EXERCISE DIRECTIONS. Copy every line from the records that holds the word "return".
• • •
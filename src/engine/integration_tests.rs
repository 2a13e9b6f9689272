// Copyright (c) 2025 Steve Wagner (ciroque@live.com)
// SPDX-License-Identifier: MIT

use async_trait::async_trait;
use serde_json::json;
use std::sync::{Arc, Mutex};
use std::time::Duration;

use crate::backends::local::modules::test_support::context_in;
use crate::backends::stub::{
    ConcurrencyTracker, FailingModule, PanickingModule, RequiresResultsModule, SlowModule, StubModule,
};
use crate::engine::ParallelExecutor;
use crate::errors::{ModuleErrorKind, PipelineError, StoreError};
use crate::registry::{ModuleDescriptor, ModuleRegistry};
use crate::traits::{ExecutionHooks, ModuleDisposition, ModuleExecutor, ModuleResult};

/// Integration tests for the parallel executor using stub modules
#[cfg(test)]
mod tests {
    use super::*;

    fn registry_of(descriptors: Vec<ModuleDescriptor>) -> ModuleRegistry {
        let mut registry = ModuleRegistry::new();
        for descriptor in descriptors {
            registry.register(descriptor).unwrap();
        }
        registry
    }

    /// Reuses the listed modules and records every hook call.
    #[derive(Default)]
    struct ScriptedHooks {
        reuse: Vec<&'static str>,
        reject_after: Vec<&'static str>,
        calls: Mutex<Vec<String>>,
    }

    #[async_trait]
    impl ExecutionHooks for ScriptedHooks {
        async fn before_module(
            &self,
            descriptor: &ModuleDescriptor,
        ) -> Result<ModuleDisposition, PipelineError> {
            self.calls
                .lock()
                .unwrap()
                .push(format!("before:{}", descriptor.name));
            if self.reuse.iter().any(|m| *m == descriptor.name) {
                return Ok(ModuleDisposition::Reuse {
                    payload: Some(json!({ "module": descriptor.name, "cached": true })),
                });
            }
            Ok(ModuleDisposition::Execute)
        }

        async fn after_module(
            &self,
            descriptor: &ModuleDescriptor,
            _result: &ModuleResult,
            _duration: Duration,
        ) -> Result<(), PipelineError> {
            self.calls
                .lock()
                .unwrap()
                .push(format!("after:{}", descriptor.name));
            if self.reject_after.iter().any(|m| *m == descriptor.name) {
                return Err(StoreError::InvalidValue {
                    field: "outputs",
                    value: descriptor.name.clone(),
                }
                .into());
            }
            Ok(())
        }
    }

    #[tokio::test]
    async fn test_dependencies_complete_before_dependents_start() {
        let dir = tempfile::TempDir::new().unwrap();
        let registry = registry_of(vec![
            ModuleDescriptor::new("a", Arc::new(RequiresResultsModule::new("a", &[]))),
            ModuleDescriptor::new("b", Arc::new(RequiresResultsModule::new("b", &["a"])))
                .with_dependencies(["a"]),
            ModuleDescriptor::new("c", Arc::new(RequiresResultsModule::new("c", &["a"])))
                .with_dependencies(["a"]),
            ModuleDescriptor::new("d", Arc::new(RequiresResultsModule::new("d", &["b", "c"])))
                .with_dependencies(["b", "c"]),
        ]);
        let plan = registry.resolve(["d"]).unwrap();

        let report = ParallelExecutor::new(4)
            .execute(&plan, context_in(dir.path()))
            .await;

        assert!(report.is_success(), "errors: {:?}", report.errors);
        assert_eq!(report.modules_run.len(), 4);
        assert_eq!(report.modules_run.first().map(String::as_str), Some("a"));
        assert_eq!(report.modules_run.last().map(String::as_str), Some("d"));
        assert_eq!(report.execution_order, vec!["a", "b", "c", "d"]);
    }

    #[tokio::test]
    async fn test_concurrency_never_exceeds_max_workers() {
        let dir = tempfile::TempDir::new().unwrap();
        let tracker = Arc::new(ConcurrencyTracker::default());
        let delay = Duration::from_millis(40);
        let names = ["m1", "m2", "m3", "m4", "m5", "m6"];
        let registry = registry_of(
            names
                .iter()
                .map(|name| {
                    ModuleDescriptor::new(
                        *name,
                        Arc::new(SlowModule::new(*name, delay, Arc::clone(&tracker))),
                    )
                })
                .collect(),
        );
        let plan = registry.resolve(names).unwrap();

        let report = ParallelExecutor::new(2)
            .execute(&plan, context_in(dir.path()))
            .await;

        assert!(report.is_success());
        assert_eq!(report.modules_run.len(), 6);
        assert_eq!(tracker.started().len(), 6);
        assert!(tracker.peak() <= 2, "peak was {}", tracker.peak());
        assert!(tracker.peak() >= 1);
    }

    #[tokio::test]
    async fn test_independent_modules_overlap() {
        let dir = tempfile::TempDir::new().unwrap();
        let tracker = Arc::new(ConcurrencyTracker::default());
        let delay = Duration::from_millis(100);
        let registry = registry_of(vec![
            ModuleDescriptor::new("x", Arc::new(SlowModule::new("x", delay, Arc::clone(&tracker)))),
            ModuleDescriptor::new("y", Arc::new(SlowModule::new("y", delay, Arc::clone(&tracker)))),
        ]);
        let plan = registry.resolve(["x", "y"]).unwrap();

        let report = ParallelExecutor::new(4)
            .execute(&plan, context_in(dir.path()))
            .await;

        assert!(report.is_success());
        assert_eq!(tracker.peak(), 2);
    }

    #[tokio::test]
    async fn test_failure_deadlocks_dependents_but_not_siblings() {
        let dir = tempfile::TempDir::new().unwrap();
        let registry = registry_of(vec![
            ModuleDescriptor::new("a", Arc::new(FailingModule::new("a"))),
            ModuleDescriptor::new("b", Arc::new(StubModule::new("b"))).with_dependencies(["a"]),
            ModuleDescriptor::new("c", Arc::new(StubModule::new("c"))),
            ModuleDescriptor::new("d", Arc::new(StubModule::new("d"))).with_dependencies(["b"]),
        ]);
        let plan = registry.resolve(["c", "d"]).unwrap();
        let context = context_in(dir.path());

        let report = ParallelExecutor::new(2)
            .execute(&plan, Arc::clone(&context))
            .await;

        assert!(!report.is_success());
        assert_eq!(report.modules_run, vec!["c"]);
        assert!(matches!(
            report.error_for("a").map(|e| &e.kind),
            Some(ModuleErrorKind::Execution { .. })
        ));
        assert_eq!(
            report.error_for("b").map(|e| e.kind.clone()),
            Some(ModuleErrorKind::DependencyDeadlock {
                unmet: vec!["a".to_string()]
            })
        );
        assert_eq!(
            report.error_for("d").map(|e| e.kind.clone()),
            Some(ModuleErrorKind::DependencyDeadlock {
                unmet: vec!["b".to_string()]
            })
        );
        assert_eq!(report.deadlocked().count(), 2);
        assert!(context.get_analysis_result("c").is_some());
        assert!(context.get_analysis_result("a").is_none());
    }

    #[tokio::test]
    async fn test_panicking_module_is_reported_as_failure() {
        let dir = tempfile::TempDir::new().unwrap();
        let registry = registry_of(vec![
            ModuleDescriptor::new("boom", Arc::new(PanickingModule::new("boom"))),
            ModuleDescriptor::new("steady", Arc::new(StubModule::new("steady"))),
        ]);
        let plan = registry.resolve(["boom", "steady"]).unwrap();

        let report = ParallelExecutor::new(2)
            .execute(&plan, context_in(dir.path()))
            .await;

        assert_eq!(report.modules_run, vec!["steady"]);
        match report.error_for("boom").map(|e| &e.kind) {
            Some(ModuleErrorKind::Execution { message }) => {
                assert!(message.starts_with("module panicked"), "{}", message);
                assert!(message.contains("simulated panic in boom"));
            }
            other => panic!("expected execution error, got {:?}", other),
        }
    }

    #[tokio::test]
    async fn test_reused_modules_count_as_completed() {
        let dir = tempfile::TempDir::new().unwrap();
        let registry = registry_of(vec![
            ModuleDescriptor::new("a", Arc::new(FailingModule::new("a"))),
            ModuleDescriptor::new("b", Arc::new(RequiresResultsModule::new("b", &["a"])))
                .with_dependencies(["a"]),
        ]);
        let plan = registry.resolve(["b"]).unwrap();
        let context = context_in(dir.path());
        let hooks = ScriptedHooks {
            reuse: vec!["a"],
            ..Default::default()
        };

        let report = ParallelExecutor::new(1)
            .execute_with_hooks(&plan, Arc::clone(&context), &hooks)
            .await;

        assert!(report.is_success(), "errors: {:?}", report.errors);
        assert_eq!(report.modules_reused, vec!["a"]);
        assert_eq!(report.modules_run, vec!["b"]);
        assert_eq!(
            context.get_analysis_result("a"),
            Some(json!({"module": "a", "cached": true}))
        );

        let calls = hooks.calls.lock().unwrap().clone();
        assert_eq!(calls, vec!["before:a", "before:b", "after:b"]);
    }

    #[tokio::test]
    async fn test_after_hook_error_blocks_dependents() {
        let dir = tempfile::TempDir::new().unwrap();
        let registry = registry_of(vec![
            ModuleDescriptor::new("a", Arc::new(StubModule::new("a"))),
            ModuleDescriptor::new("b", Arc::new(StubModule::new("b"))).with_dependencies(["a"]),
        ]);
        let plan = registry.resolve(["b"]).unwrap();
        let context = context_in(dir.path());
        let hooks = ScriptedHooks {
            reject_after: vec!["a"],
            ..Default::default()
        };

        let report = ParallelExecutor::new(2)
            .execute_with_hooks(&plan, Arc::clone(&context), &hooks)
            .await;

        assert!(report.modules_run.is_empty());
        assert!(matches!(
            report.error_for("a").map(|e| &e.kind),
            Some(ModuleErrorKind::Persistence { .. })
        ));
        assert!(report.error_for("b").map(|e| e.is_deadlock()).unwrap_or(false));
        assert!(context.get_analysis_result("a").is_none());
    }

    #[tokio::test]
    async fn test_every_module_is_accounted_for_once() {
        let dir = tempfile::TempDir::new().unwrap();
        let registry = registry_of(vec![
            ModuleDescriptor::new("a", Arc::new(StubModule::new("a"))),
            ModuleDescriptor::new("b", Arc::new(FailingModule::new("b"))).with_dependencies(["a"]),
            ModuleDescriptor::new("c", Arc::new(StubModule::new("c"))).with_dependencies(["b"]),
            ModuleDescriptor::new("d", Arc::new(StubModule::new("d"))).with_dependencies(["a"]),
        ]);
        let plan = registry.resolve(["c", "d"]).unwrap();
        let hooks = ScriptedHooks {
            reuse: vec!["d"],
            ..Default::default()
        };

        let report = ParallelExecutor::default()
            .execute_with_hooks(&plan, context_in(dir.path()), &hooks)
            .await;

        let mut seen: Vec<String> = report
            .modules_run
            .iter()
            .chain(report.modules_reused.iter())
            .cloned()
            .chain(report.errors.iter().map(|e| e.module.clone()))
            .collect();
        seen.sort();
        assert_eq!(seen, vec!["a", "b", "c", "d"]);
    }

    #[tokio::test]
    async fn test_zero_workers_is_clamped() {
        let executor = ParallelExecutor::new(0);
        assert_eq!(executor.max_workers(), 1);
    }
}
• • •
ANSWER SPACE.
                return Ok(ModuleDisposition::Reuse {
                return Err(StoreError::InvalidValue {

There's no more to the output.